- WORK REQUIRED
Take from the data every line in which the word "numeric" is found.

- DATA FOR THIS TASK
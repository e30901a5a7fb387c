//! Payload decoding and template rendering for the reader.
//!
//! A dictionary entry names its parameters with a comma separated type key
//! (`"i,p,OPTq"`). Each key resolves to a [`ParamCodec`] in a [`ParamTable`];
//! a [`MessageFormatter`] pairs the codecs with the placeholders of the
//! template.

use std::collections::HashMap;
use std::fmt::{self, Write};
use std::sync::Arc;

use crate::error::FormatError;

/// Keys starting with this wrap an inner key in a presence byte.
pub const OPTIONAL_PREFIX: &str = "OPT";
/// Key of the embedded `(seconds, microseconds)` pair on line-0 messages.
pub const WALL_CLOCK_KEY: &str = "w";

#[derive(Clone, Copy, Debug, Default, PartialEq, Eq)]
pub enum Radix {
    /// Integers as unsigned decimal.
    #[default]
    Decimal,
    /// Integers sign-extended from their encoded width.
    Signed,
    Hex,
}

/// How one placeholder wants its value shown.
#[derive(Clone, Copy, Debug, Default, PartialEq, Eq)]
pub struct Spec {
    pub radix: Radix,
    pub width: Option<usize>,
    pub precision: Option<usize>,
    pub zero_pad: bool,
    /// Pad on the right instead of the left.
    pub left: bool,
    pub plus: bool,
    /// Emit `0x` in front of the value.
    pub prefix: bool,
}

impl Spec {
    fn is_plain(&self) -> bool {
        self.width.is_none() && !self.plus && !self.prefix
    }
}

/// Decoder for one parameter type.
///
/// Both methods look at the bytes starting at the parameter and report how
/// many of them the value occupies; `None` means `buf` cannot hold a valid
/// value.
pub trait ParamCodec: Send + Sync {
    fn length(&self, buf: &[u8]) -> Option<usize>;
    fn render(&self, buf: &[u8], spec: &Spec, out: &mut String) -> Option<usize>;
}

#[derive(Clone, Copy, Debug, PartialEq, Eq)]
enum Builtin {
    U8,
    U16,
    U32,
    U64,
    Char,
    Str,
    Bool,
    F32,
    F64,
    WallClock,
}

impl Builtin {
    const ALL: [(&'static str, Builtin); 10] = [
        ("u", Builtin::U8),
        ("s", Builtin::U16),
        ("i", Builtin::U32),
        ("q", Builtin::U64),
        ("c", Builtin::Char),
        ("p", Builtin::Str),
        ("b", Builtin::Bool),
        ("f", Builtin::F32),
        ("d", Builtin::F64),
        (WALL_CLOCK_KEY, Builtin::WallClock),
    ];
}

fn array_at<const N: usize>(buf: &[u8]) -> [u8; N] {
    let mut out = [0u8; N];
    out.copy_from_slice(&buf[..N]);
    out
}

impl ParamCodec for Builtin {
    fn length(&self, buf: &[u8]) -> Option<usize> {
        let n = match self {
            Builtin::U8 | Builtin::Char | Builtin::Bool => 1,
            Builtin::U16 => 2,
            Builtin::U32 | Builtin::F32 => 4,
            Builtin::U64 | Builtin::F64 => 8,
            Builtin::WallClock => 16,
            Builtin::Str => 1 + *buf.first()? as usize,
        };
        (n <= buf.len()).then_some(n)
    }

    fn render(&self, buf: &[u8], spec: &Spec, out: &mut String) -> Option<usize> {
        let n = self.length(buf)?;
        match self {
            Builtin::U8 => push_int(buf[0] as u64, 8, spec, out),
            Builtin::U16 => push_int(u16::from_ne_bytes(array_at(buf)) as u64, 16, spec, out),
            Builtin::U32 => push_int(u32::from_ne_bytes(array_at(buf)) as u64, 32, spec, out),
            Builtin::U64 => push_int(u64::from_ne_bytes(array_at(buf)), 64, spec, out),
            Builtin::Char => push_char(buf[0], out),
            Builtin::Str => out.push_str(&String::from_utf8_lossy(&buf[1..n])),
            Builtin::Bool => out.push_str(if buf[0] != 0 { "True" } else { "False" }),
            Builtin::F32 => push_float(f32::from_ne_bytes(array_at(buf)) as f64, spec, out),
            Builtin::F64 => push_float(f64::from_ne_bytes(array_at(buf)), spec, out),
            Builtin::WallClock => {}
        }
        Some(n)
    }
}

fn push_int(value: u64, bits: u32, spec: &Spec, out: &mut String) {
    let _ = match spec.radix {
        Radix::Decimal => write!(out, "{}", value),
        Radix::Hex => write!(out, "{:x}", value),
        Radix::Signed => {
            let shift = 64 - bits;
            write!(out, "{}", ((value << shift) as i64) >> shift)
        }
    };
}

fn push_char(byte: u8, out: &mut String) {
    match byte {
        b'\n' => out.push_str("\\n"),
        b'\r' => out.push_str("\\r"),
        b'\t' => out.push_str("\\t"),
        b'\'' => out.push_str("\\'"),
        b'\\' => out.push_str("\\\\"),
        b' '..=b'~' => out.push(byte as char),
        _ => {
            let _ = write!(out, "\\x{:02x}", byte);
        }
    }
}

/// Floats keep at most six decimals with trailing zeros trimmed down to one
/// (`123.4`, `123.0`), unless the placeholder asks for a fixed precision.
fn push_float(value: f64, spec: &Spec, out: &mut String) {
    if value.is_nan() {
        out.push_str("nan");
    } else if value.is_infinite() {
        out.push_str(if value > 0.0 { "inf" } else { "-inf" });
    } else if let Some(precision) = spec.precision {
        let _ = write!(out, "{:.*}", precision, value);
    } else if spec.width.is_some() {
        let _ = write!(out, "{:.6}", value);
    } else {
        let text = format!("{:.6}", value);
        let trimmed = text.trim_end_matches('0');
        out.push_str(trimmed);
        if trimmed.ends_with('.') {
            out.push('0');
        }
    }
}

/// `OPT<key>`: a presence byte followed by the inner value when non-zero.
struct Optional(Arc<dyn ParamCodec>);

impl ParamCodec for Optional {
    fn length(&self, buf: &[u8]) -> Option<usize> {
        match *buf.first()? {
            0 => Some(1),
            _ => Some(1 + self.0.length(&buf[1..])?),
        }
    }

    fn render(&self, buf: &[u8], spec: &Spec, out: &mut String) -> Option<usize> {
        match *buf.first()? {
            0 => {
                out.push_str("OptionalNone");
                Some(1)
            }
            _ => Some(1 + self.0.render(&buf[1..], spec, out)?),
        }
    }
}

/// Parameter codecs by type key.
///
/// Starts with the built-in keys. Prefixed keys such as `OPTq` are built on
/// first lookup and remembered.
#[derive(Clone)]
pub struct ParamTable {
    codecs: HashMap<String, Arc<dyn ParamCodec>>,
}

impl Default for ParamTable {
    fn default() -> Self {
        let codecs = Builtin::ALL
            .iter()
            .map(|(key, codec)| (key.to_string(), Arc::new(*codec) as Arc<dyn ParamCodec>))
            .collect();
        Self { codecs }
    }
}

impl fmt::Debug for ParamTable {
    fn fmt(&self, f: &mut fmt::Formatter<'_>) -> fmt::Result {
        let mut keys: Vec<&String> = self.codecs.keys().collect();
        keys.sort();
        f.debug_struct("ParamTable").field("keys", &keys).finish()
    }
}

impl ParamTable {
    pub fn new() -> Self {
        Self::default()
    }

    /// Adds or replaces the codec for `key`.
    pub fn register(
        &mut self,
        key: impl Into<String>,
        codec: Arc<dyn ParamCodec>,
    ) -> Result<(), FormatError> {
        let key = key.into();
        if key.starts_with(OPTIONAL_PREFIX) {
            return Err(FormatError::ReservedKey(key));
        }
        self.codecs.insert(key, codec);
        Ok(())
    }

    pub fn contains(&self, key: &str) -> bool {
        self.codecs.contains_key(key)
    }

    pub fn resolve(&mut self, key: &str) -> Option<Arc<dyn ParamCodec>> {
        if let Some(codec) = self.codecs.get(key) {
            return Some(Arc::clone(codec));
        }
        let inner = key.strip_prefix(OPTIONAL_PREFIX)?;
        let codec: Arc<dyn ParamCodec> = Arc::new(Optional(self.resolve(inner)?));
        self.codecs.insert(key.to_string(), Arc::clone(&codec));
        Some(codec)
    }
}

#[derive(Clone, Debug, PartialEq, Eq)]
enum Piece {
    Text(String),
    Value(Spec),
}

/// Renders the payload of one message id.
pub struct MessageFormatter {
    id: u32,
    file: String,
    line: u32,
    template: String,
    type_key: String,
    params: Vec<Arc<dyn ParamCodec>>,
    wall_clock: bool,
    pieces: Vec<Piece>,
}

impl fmt::Debug for MessageFormatter {
    fn fmt(&self, f: &mut fmt::Formatter<'_>) -> fmt::Result {
        f.debug_struct("MessageFormatter")
            .field("id", &self.id)
            .field("file", &self.file)
            .field("line", &self.line)
            .field("template", &self.template)
            .field("type_key", &self.type_key)
            .finish()
    }
}

impl MessageFormatter {
    pub fn new(
        id: u32,
        file: impl Into<String>,
        line: u32,
        template: impl Into<String>,
        type_key: impl Into<String>,
        table: &mut ParamTable,
    ) -> Result<Self, FormatError> {
        let (file, template, type_key) = (file.into(), template.into(), type_key.into());
        let mut keys: Vec<&str> = type_key.split(',').filter(|k| !k.is_empty()).collect();

        // Line 0 marks a `(sec, usec)` pair in front of the real parameters.
        let wall_clock = line == 0 && keys.len() >= 2 && keys[0] == "q" && keys[1] == "q";
        if wall_clock {
            keys[1] = WALL_CLOCK_KEY;
            keys.remove(0);
        }

        let mut params = Vec::with_capacity(keys.len());
        for key in &keys {
            let codec = table
                .resolve(key)
                .ok_or_else(|| FormatError::UnsupportedKey(key.to_string()))?;
            params.push(codec);
        }

        let values = params.len() - wall_clock as usize;
        let mut pieces = parse_template(&template);
        let placeholders = pieces.iter().filter(|p| matches!(p, Piece::Value(_))).count();
        if placeholders != values {
            pieces = mismatch_pieces(&template, values);
        }

        Ok(Self { id, file, line, template, type_key, params, wall_clock, pieces })
    }

    pub fn id(&self) -> u32 {
        self.id
    }

    pub fn file(&self) -> &str {
        &self.file
    }

    pub fn line(&self) -> u32 {
        self.line
    }

    pub fn template(&self) -> &str {
        &self.template
    }

    pub fn type_key(&self) -> &str {
        &self.type_key
    }

    pub fn has_wall_clock(&self) -> bool {
        self.wall_clock
    }

    /// Total encoded size of the parameters at the start of `payload`.
    pub fn length(&self, payload: &[u8]) -> Option<usize> {
        let mut off = 0;
        for codec in &self.params {
            off += codec.length(payload.get(off..)?)?;
        }
        Some(off)
    }

    /// Appends the rendered text and returns the number of payload bytes
    /// consumed. `None` if the payload does not decode.
    pub fn render(&self, payload: &[u8], out: &mut String) -> Option<usize> {
        let mut params = self.params.iter();
        let mut off = 0;
        if self.wall_clock {
            off += params.next()?.length(payload)?;
        }
        for piece in &self.pieces {
            match piece {
                Piece::Text(text) => out.push_str(text),
                Piece::Value(spec) => {
                    let codec = params.next()?;
                    off += render_value(codec.as_ref(), payload.get(off..)?, spec, out)?;
                }
            }
        }
        Some(off)
    }

    /// The embedded `(seconds, microseconds)` of a line-0 message.
    pub fn wall_clock(&self, payload: &[u8]) -> Option<(u64, u64)> {
        if !self.wall_clock || payload.len() < 16 {
            return None;
        }
        Some((
            u64::from_ne_bytes(array_at(payload)),
            u64::from_ne_bytes(array_at(&payload[8..])),
        ))
    }
}

fn render_value(codec: &dyn ParamCodec, buf: &[u8], spec: &Spec, out: &mut String) -> Option<usize> {
    if spec.is_plain() {
        return codec.render(buf, spec, out);
    }
    let mut text = String::new();
    let n = codec.render(buf, spec, &mut text)?;
    let (sign, digits) = match text.strip_prefix('-') {
        Some(rest) => ("-", rest),
        None if spec.plus && text.starts_with(|c: char| c.is_ascii_digit()) => ("+", text.as_str()),
        None => ("", text.as_str()),
    };
    let prefix = if spec.prefix { "0x" } else { "" };
    let used = sign.len() + prefix.len() + digits.chars().count();
    let pad = spec.width.unwrap_or(0).saturating_sub(used);
    let numeric = digits.starts_with(|c: char| {
        c.is_ascii_digit() || (spec.radix == Radix::Hex && c.is_ascii_hexdigit())
    });
    if spec.left {
        out.push_str(sign);
        out.push_str(prefix);
        out.push_str(digits);
        out.extend(std::iter::repeat(' ').take(pad));
        return Some(n);
    }
    if spec.zero_pad && numeric {
        out.push_str(sign);
        out.push_str(prefix);
        out.extend(std::iter::repeat('0').take(pad));
    } else {
        out.extend(std::iter::repeat(' ').take(pad));
        out.push_str(sign);
        out.push_str(prefix);
    }
    out.push_str(digits);
    Some(n)
}

/// `template % (v1,v2) ` for entries whose placeholders and parameters
/// disagree.
fn mismatch_pieces(template: &str, values: usize) -> Vec<Piece> {
    let mut pieces = vec![Piece::Text(format!("{} % (", template))];
    for i in 0..values {
        if i > 0 {
            pieces.push(Piece::Text(",".to_string()));
        }
        pieces.push(Piece::Value(Spec::default()));
    }
    pieces.push(Piece::Text(") ".to_string()));
    pieces
}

- EXERCISE SOLUTION
    let numeric = digits.starts_with(|c: char| {
    if spec.zero_pad && numeric {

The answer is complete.